Getting 10 Servings Of Produce Every Day
Since childhood, most people know that eating a diet rich in healthy foods and limited in treats, sweets, and salty or fried food is important for overall health. To further drive home the point, government agencies and health groups developed the concept of food groups. While the style has shifted from the four food groups to a pyramid to today’s MyPlate, society is focused on improving education around healthy eating. Still, not all people are aware of exactly how many servings of fruits and vegetables should be consumed regularly.
Fruits and veggies aren’t the same food group
Adults probably remember learning about the four food groups in school: meats and proteins, fruits and vegetables, dairy, and grains. But in 1992 the classic four-group plan was replaced by a food pyramid which wasn’t always easy to understand. Today’s MyPlate format creates a streamlined design that separates fruits and vegetables but labels meat and legumes under protein. Now, experts focus on the five food groups: fruits, vegetables, grains, proteins, and dairy.

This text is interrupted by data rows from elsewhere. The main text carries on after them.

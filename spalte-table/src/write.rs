//! Writing tables as delimited text.
use std::io::{self, Write};

use spalte::{Char, Dialect, RecordWriter};

use crate::Table;

/// Writes all records of a table.
///
/// Errors are deferred as usual for a [`RecordWriter`].
pub fn write_records<C: Char>(table: &Table<C>, writer: &mut RecordWriter) {
    for record in table.records() {
        for value in record.iter() {
            writer.write_field(value.as_slice());
        }
        writer.end_record();
    }
}

/// Writes a table as CSV.
pub fn write_csv<C: Char>(table: &Table<C>, write: impl Write) -> io::Result<()> {
    write_dialect(table, write, Dialect::Csv)
}

/// Writes a table as TSV.
///
/// Fails for values containing tabs or line breaks and for records consisting of a single empty
/// value.
pub fn write_tsv<C: Char>(table: &Table<C>, write: impl Write) -> io::Result<()> {
    write_dialect(table, write, Dialect::Tsv)
}

fn write_dialect<C: Char>(table: &Table<C>, write: impl Write, dialect: Dialect) -> io::Result<()> {
    let mut writer = RecordWriter::from_write(write, dialect);
    write_records(table, &mut writer);
    writer.flush()
}

#[cfg(test)]
mod tests {
    use super::*;

    fn written(table: &Table<u8>, tsv: bool) -> io::Result<String> {
        let mut out = vec![];
        if tsv {
            write_tsv(table, &mut out)?;
        } else {
            write_csv(table, &mut out)?;
        }
        Ok(String::from_utf8_lossy(&out).into_owned())
    }

    #[test]
    fn quotes_as_needed() -> io::Result<()> {
        let mut table = Table::new();
        table.push_fields(["a", "b,c", "say \"hi\""].map(str::as_bytes));
        table.push_fields([""].map(str::as_bytes));
        table.push_record(vec![]);
        table.push_fields(["x\ny", ""].map(str::as_bytes));
        assert_eq!(
            written(&table, false)?,
            "a,\"b,c\",\"say \"\"hi\"\"\"\r\n\"\"\r\n\r\n\"x\ny\",\r\n"
        );
        Ok(())
    }

    #[test]
    fn tsv_rejects_tabs() -> io::Result<()> {
        let mut table = Table::new();
        table.push_fields(["a", "", "b"].map(str::as_bytes));
        assert_eq!(written(&table, true)?, "a\t\tb\r\n");

        table.push_fields(["c\td"].map(str::as_bytes));
        let err = written(&table, true).unwrap_err();
        assert_eq!(err.kind(), io::ErrorKind::InvalidInput);
        Ok(())
    }

    #[test]
    fn wide_values_are_encoded() -> io::Result<()> {
        let mut table = Table::<char>::new();
        table.push_fields([vec!['ä', ','], vec!['€']]);
        let mut out = vec![];
        write_csv(&table, &mut out)?;
        assert_eq!(out, "\"ä,\",€\r\n".as_bytes());
        Ok(())
    }
}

Where did 10 servings come from?
10 servings may seem like an arbitrary number. But significant research went into determining the right amount of fruit and vegetable consumption to provide better health outcomes. A 2017 study specifically looked at the relationship between produce intake and the incidence of chronic diseases such as type 2 diabetes, cardiovascular disease, cancer, obesity, or even premature death. The comprehensive study dove into a wide range of previously conducted studies as far back as 1940 and from around the world. Researchers found that respondents who ate 10 servings of fruits and vegetables a day had a significantly lower risk of serious disease. Note though, that for cancer the benchmark was 7-7.5 servings per day as no noticeable benefit was found in patients who ate more.
The servings disconnect
Currently, the US recommends that adults get anywhere from 1.5-2 cups of fruit and 2-3 cups of vegetables every day. But the idea of eating 10 servings can seem overwhelming, leading many people to give up in frustration. Meanwhile, common objections to reaching the coveted 10-serving guideline include the perceived cost associated with buying fruits and vegetables, as well as the idea that preparing produce has to be difficult or time-consuming.
Overcome the objections
Getting enough fruits and vegetables doesn’t mean that a person can only consume fresh produce. Canned and frozen alternatives will still count towards daily goals. Additionally, consider innovative ways to work in extra servings such as eating low-sodium salsa dip, usually around 1-2 tablespoons. At every meal, experts recommend that people follow the MyPlate model, which shows fruits and vegetables occupying half the space on a plate. When in doubt, speak with a physician or registered dietician for tips on increasing produce consumption. Similarly, these experts can recommend tips or resources to make buying fruit and vegetables more affordable.